--- To do ---
Give back every record below precisely as written.

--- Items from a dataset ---
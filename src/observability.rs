//! Logging setup.

use std::fs;
use std::path::{Path, PathBuf};
use std::time::{Duration, SystemTime};

use tracing_appender::rolling::RollingFileAppender;
use tracing_subscriber::fmt::format::FmtSpan;
use tracing_subscriber::EnvFilter;

const LOG_FILE_PREFIX: &str = "access-engine.log";
const LOG_RETENTION_DAYS: u64 = 14;
const DEFAULT_FILTER: &str = "access_engine=info,access_core=info";

/// Installs a JSON subscriber writing to a daily rolling file in `log_dir`.
/// Safe to call more than once; later calls keep the first subscriber.
pub fn init_tracing(log_dir: &Path) {
    let _ = fs::create_dir_all(log_dir);

    // 1. Clean up old logs
    if let Err(e) = cleanup_old_logs(log_dir, LOG_RETENTION_DAYS) {
        eprintln!("Failed to clean up old logs: {}", e);
    }

    // 2. Setup file appender
    let file_appender: RollingFileAppender =
        tracing_appender::rolling::daily(log_dir, LOG_FILE_PREFIX);
    let env_filter =
        EnvFilter::try_from_default_env().unwrap_or_else(|_| EnvFilter::new(DEFAULT_FILTER));

    // 3. Setup subscriber
    let _ = tracing_subscriber::fmt()
        .with_env_filter(env_filter)
        .with_writer(file_appender)
        .json()
        .with_thread_ids(true)
        .with_file(true)
        .with_line_number(true)
        .with_current_span(true)
        .with_span_list(true)
        .with_ansi(false)
        .with_span_events(FmtSpan::CLOSE)
        .try_init();

    // 4. Register panic hook
    let previous_hook = std::panic::take_hook();
    std::panic::set_hook(Box::new(move |panic_info| {
        let payload = panic_info.payload();
        let location = panic_info
            .location()
            .map(|l| format!("{}:{}:{}", l.file(), l.line(), l.column()))
            .unwrap_or_else(|| "unknown".to_string());

        let msg = if let Some(s) = payload.downcast_ref::<&str>() {
            format!("PANIC: {}", s)
        } else if let Some(s) = payload.downcast_ref::<String>() {
            format!("PANIC: {}", s)
        } else {
            "PANIC: unknown cause".to_string()
        };

        tracing::error!(
            target: "panic",
            location = %location,
            message = %msg,
            "Application panicked"
        );

        previous_hook(panic_info);
    }));

    tracing::info!("Tracing initialized. Logs directory: {:?}", log_dir);
}

/// `$ACCESS_ENGINE_LOG_DIR`, else the platform data directory.
pub fn log_directory() -> PathBuf {
    if let Some(dir) = std::env::var_os("ACCESS_ENGINE_LOG_DIR") {
        return PathBuf::from(dir);
    }
    let mut path = dirs::data_local_dir().unwrap_or_else(std::env::temp_dir);
    path.push("access-engine");
    path.push("logs");
    path
}

fn cleanup_old_logs(log_dir: &Path, retention_days: u64) -> std::io::Result<()> {
    let now = SystemTime::now();
    let retention = Duration::from_secs(retention_days * 24 * 60 * 60);

    for entry in fs::read_dir(log_dir)? {
        let path = entry?.path();
        let is_ours = path
            .file_name()
            .and_then(|name| name.to_str())
            .is_some_and(|name| name.starts_with(LOG_FILE_PREFIX));
        if !is_ours {
            continue;
        }

        let age = fs::metadata(&path)
            .and_then(|m| m.modified())
            .ok()
            .and_then(|modified| now.duration_since(modified).ok());
        if age.is_some_and(|age| age > retention) {
            if let Err(e) = fs::remove_file(&path) {
                eprintln!("Failed to remove old log file {:?}: {}", path, e);
            }
        }
    }
    Ok(())
}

--- Answer to this exercise ---
filename src/observability.rs
//! Logging setup.

use std::fs;
use std::path::{Path, PathBuf};
use std::time::{Duration, SystemTime};

use tracing_appender::rolling::RollingFileAppender;
use tracing_subscriber::fmt::format::FmtSpan;
use tracing_subscriber::EnvFilter;

const LOG_FILE_PREFIX: &str = "access-engine.log";
const LOG_RETENTION_DAYS: u64 = 14;
const DEFAULT_FILTER: &str = "access_engine=info,access_core=info";

/// Installs a JSON subscriber writing to a daily rolling file in `log_dir`.
/// Safe to call more than once; later calls keep the first subscriber.
pub fn init_tracing(log_dir: &Path) {
    let _ = fs::create_dir_all(log_dir);

    // 1. Clean up old logs
    if let Err(e) = cleanup_old_logs(log_dir, LOG_RETENTION_DAYS) {
        eprintln!("Failed to clean up old logs: {}", e);
    }

    // 2. Setup file appender
    let file_appender: RollingFileAppender =
        tracing_appender::rolling::daily(log_dir, LOG_FILE_PREFIX);
    let env_filter =
        EnvFilter::try_from_default_env().unwrap_or_else(|_| EnvFilter::new(DEFAULT_FILTER));

    // 3. Setup subscriber
    let _ = tracing_subscriber::fmt()
        .with_env_filter(env_filter)
        .with_writer(file_appender)
        .json()
        .with_thread_ids(true)
        .with_file(true)
        .with_line_number(true)
        .with_current_span(true)
        .with_span_list(true)
        .with_ansi(false)
        .with_span_events(FmtSpan::CLOSE)
        .try_init();

    // 4. Register panic hook
    let previous_hook = std::panic::take_hook();
    std::panic::set_hook(Box::new(move |panic_info| {
        let payload = panic_info.payload();
        let location = panic_info
            .location()
            .map(|l| format!("{}:{}:{}", l.file(), l.line(), l.column()))
            .unwrap_or_else(|| "unknown".to_string());

        let msg = if let Some(s) = payload.downcast_ref::<&str>() {
            format!("PANIC: {}", s)
        } else if let Some(s) = payload.downcast_ref::<String>() {
            format!("PANIC: {}", s)
        } else {
            "PANIC: unknown cause".to_string()
        };

        tracing::error!(
            target: "panic",
            location = %location,
            message = %msg,
            "Application panicked"
        );

        previous_hook(panic_info);
    }));

    tracing::info!("Tracing initialized. Logs directory: {:?}", log_dir);
}

/// `$ACCESS_ENGINE_LOG_DIR`, else the platform data directory.
pub fn log_directory() -> PathBuf {
    if let Some(dir) = std::env::var_os("ACCESS_ENGINE_LOG_DIR") {
        return PathBuf::from(dir);
    }
    let mut path = dirs::data_local_dir().unwrap_or_else(std::env::temp_dir);
    path.push("access-engine");
    path.push("logs");
    path
}

fn cleanup_old_logs(log_dir: &Path, retention_days: u64) -> std::io::Result<()> {
    let now = SystemTime::now();
    let retention = Duration::from_secs(retention_days * 24 * 60 * 60);

    for entry in fs::read_dir(log_dir)? {
        let path = entry?.path();
        let is_ours = path
            .file_name()
            .and_then(|name| name.to_str())
            .is_some_and(|name| name.starts_with(LOG_FILE_PREFIX));
        if !is_ours {
            continue;
        }

        let age = fs::metadata(&path)
            .and_then(|m| m.modified())
            .ok()
            .and_then(|modified| now.duration_since(modified).ok());
        if age.is_some_and(|age| age > retention) {
            if let Err(e) = fs::remove_file(&path) {
                eprintln!("Failed to remove old log file {:?}: {}", path, e);
            }
        }
    }
    Ok(())
}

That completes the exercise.